Precisa de ajuda?

Não foram encontrados documentos para sua pesquisa

Protease production and molecular characterization of a protease dipeptidyl-aminopeptidase gene from different strains of Sordaria fimicola / Produção de protease e caracterização molecular de um gene de protease – DPAP (dipeptidil-aminopeptidase) de diferentes cepas de Sordaria fimicola / Protease production and molecular characterization of a protease dipeptidyl-aminopeptidase gene from different strains of Sordaria fimicola

Naureen, U.; Kayani, A.; Akram, F.; Rasheed, A.; Saleem, M..
Brazilian Journal of Biology 2024, Volume 84 elocation e255692

Resumo em português

Resumo A pesquisa atual foi projetada para alcançar o potencial de produção de protease extracelular em diferentes cepas de Sordaria fimicola que foram previamente obtidas do Dr. Lamb (Imperial College, Londres) de North Facing Slope e South Facing Slope de Evolution Canyon. Após a triagem inicial e secundária, duas cepas hiperprodutoras S2 e N6 foram selecionadas para fermentação submersa e condições culturais, incluindo temperatura, pH, período de incubação, tamanho do inóculo, concentração de substrato, e diferentes fontes de carbono e nitrogênio foram otimizadas para produção de enzima. A cepa S2 apresentou produção máxima de protease de 3,291 U/mL após 14 dias de incubação a 30 °C com pH 7, concentração de substrato de 1% e inóculo de 1 mL, enquanto a cepa N6 apresentou produção máxima de protease de 1,929 U/mL em condições otimizadas de fermentação. Outro objetivo da presente pesquisa foi sustentar a biodiversidade da genética e modificações pós-tradicionais (PTMs) da protease DPAP (peptidil-aminopeptidase) em Sordaria fimicola. Cinco sítios polimórficos foram observados na sequência de aminoácidos de cepas de S. fimicola com referência a Neurospora crassa.

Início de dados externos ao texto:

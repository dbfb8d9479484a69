//! What each display line shows.
//!
//! Line 0 always shows one headline sensor (normally RPM) next to the alarm
//! indicator. Line 1 rotates through a list of [`Page`]s.
//!
//! # Indicator
//!
//! Every [`Watch`]ed sensor is read and classified on each render; the worst
//! combined alert picks the indicator pattern (see
//! [`AlertFlags::indicator`]).

use crate::alert::{AlertFlags, scale_value};
use crate::frame::{AlarmStatus, LedFrame, Line};
use crate::reader::SensorReader;
use crate::sensor::SensorDescriptor;

/// One screen of line 1.
#[derive(Clone, Copy, Debug)]
pub enum Page {
    /// A single sensor with `decimal` digits after the point.
    Number {
        sensor: &'static SensorDescriptor,
        decimal: u8,
    },
    /// Two sensors side by side in tenths, e.g. left and right tank.
    DualGauge {
        left: &'static SensorDescriptor,
        right: &'static SensorDescriptor,
    },
}

/// A sensor that feeds the alarm indicator, with how many consecutive
/// channels it spans (thermocouple banks span one per cylinder).
#[derive(Clone, Copy, Debug)]
pub struct Watch {
    pub sensor: &'static SensorDescriptor,
    pub channels: u8,
}

impl Watch {
    pub const fn single(sensor: &'static SensorDescriptor) -> Self {
        Self { sensor, channels: 1 }
    }
}

/// Worst alert over every watched channel.
pub fn watched_alerts(
    reader: &SensorReader<'_>,
    watched: &[Watch],
) -> AlertFlags {
    AlertFlags::worst(watched.iter().flat_map(|watch| {
        (0..watch.channels).map(move |channel| reader.alert_state(Some(watch.sensor), channel))
    }))
}

/// Line 0: the headline sensor with the indicator.
pub fn render_headline(
    reader: &SensorReader<'_>,
    sensor: &SensorDescriptor,
    status: AlarmStatus,
) -> LedFrame {
    let value = scale_value(sensor, reader.read(sensor, 0));
    LedFrame::number(Line::Upper, status, value, 0)
}

/// Line 1: the current page.
pub fn render_page(
    reader: &SensorReader<'_>,
    page: &Page,
) -> LedFrame {
    let value = |sensor: &SensorDescriptor| scale_value(sensor, reader.read(sensor, 0));
    match *page {
        Page::Number { sensor, decimal } => {
            LedFrame::number(Line::Lower, AlarmStatus::Normal, value(sensor), decimal)
        }
        Page::DualGauge { left, right } => LedFrame::dual_gauge(value(left), value(right)),
    }
}

// =============================================================================
// Page rotation
// =============================================================================

/// Cycles through the pages on a fixed dwell time.
#[derive(Debug)]
pub struct Rotation {
    index: usize,
    count: usize,
    dwell_ms: u64,
    /// Set on the first call, so a late start still shows page 0 in full.
    shown_since_ms: Option<u64>,
}

impl Rotation {
    pub const fn new(
        count: usize,
        dwell_ms: u64,
    ) -> Self {
        Self {
            index: 0,
            count,
            dwell_ms,
            shown_since_ms: None,
        }
    }

    /// Page index to show at `now_ms`.
    pub fn current(
        &mut self,
        now_ms: u64,
    ) -> usize {
        if self.count == 0 {
            return 0;
        }
        let since = *self.shown_since_ms.get_or_insert(now_ms);
        if now_ms.saturating_sub(since) >= self.dwell_ms {
            self.index = (self.index + 1) % self.count;
            self.shown_since_ms = Some(now_ms);
        }
        self.index
    }
}

// =============================================================================
// Unit Tests
// =============================================================================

A previsão de PTMs a partir de ferramentas de bioinformática previu 38 locais de fosforilação em resíduos de serina para protease peptidil-aminopeptidase na cepa S1 de S. fimicola, enquanto 45 locais de fosforilação em serina na cepa N7 e 47 modificações de fosforilação de serina foram previstas em N. crassa. A pesquisa atual deu uma ideia de que a mudança na composição genética afetou os PTMs que, em última análise, afetaram a produção da enzima protease em diferentes cepas do mesmo organismo (S. fimicola). A produção e os dados moleculares da pesquisa revelaram que o estresse ambiental tem fortes efeitos sobre genes específicos por meio de mutações que podem causar diversidade genética. S. fimicola é um fungo não patogênico e tem um ciclo de vida curto. Esse fungo pode ser escolhido para produzir enzima protease em escala comercial.

Resumo em inglês

Abstract The current research was designed to reach extracellular protease production potential in different strains of Sordaria fimicola which were previously obtained from Dr. Lamb (Imperial College, London) from North Facing Slope and South Facing Slope of Evolution Canyon. After initial and secondary screening, two hyper-producers strains S2 and N6 were selected for submerged fermentation and cultural conditions including temperature, pH, incubation period, inoculum size, substrate concentration, and different carbon and nitrogen sources were optimized for enzyme production. S2 strain showed maximum protease production of 3.291 U/mL after 14 days of incubation at 30 °C with 7 pH, 1% substrate concentration and 1 mL inoculum, While N6 strain showed maximum protease production of 1.929 U/mL under fermentation optimized conditions. Another aim of the present research was to underpin the biodiversity of genetics and post-translational modifications (PTMs) of protease DPAP (peptidyl-aminopeptidase) in Sordaria fimicola. Five polymorphic sites were observed in amino acid sequence of S. fimicola strains with reference to Neurospora crassa. PTMs prediction from bioinformatics tools predicted 38 phosphorylation sites on serine residues for protease peptidyl-aminopeptidase in S1 strain of S. fimicola while 45 phosphorylation sites on serine in N7 strain and 47 serine phosphorylation modifications were predicted in N. crassa. Current research gave an insight that change in genetic makeup effected PTMs which ultimately affected the production of protease enzyme in different strains of same organism (S. fimicola). The production and molecular data of the research revealed that environmental stress has strong effects on the specific genes through mutations which may cause genetic diversity. S. fimicola is non- pathogenic fungus and has a short life cycle. This fungus can be chosen to produce protease enzyme on a commercial scale.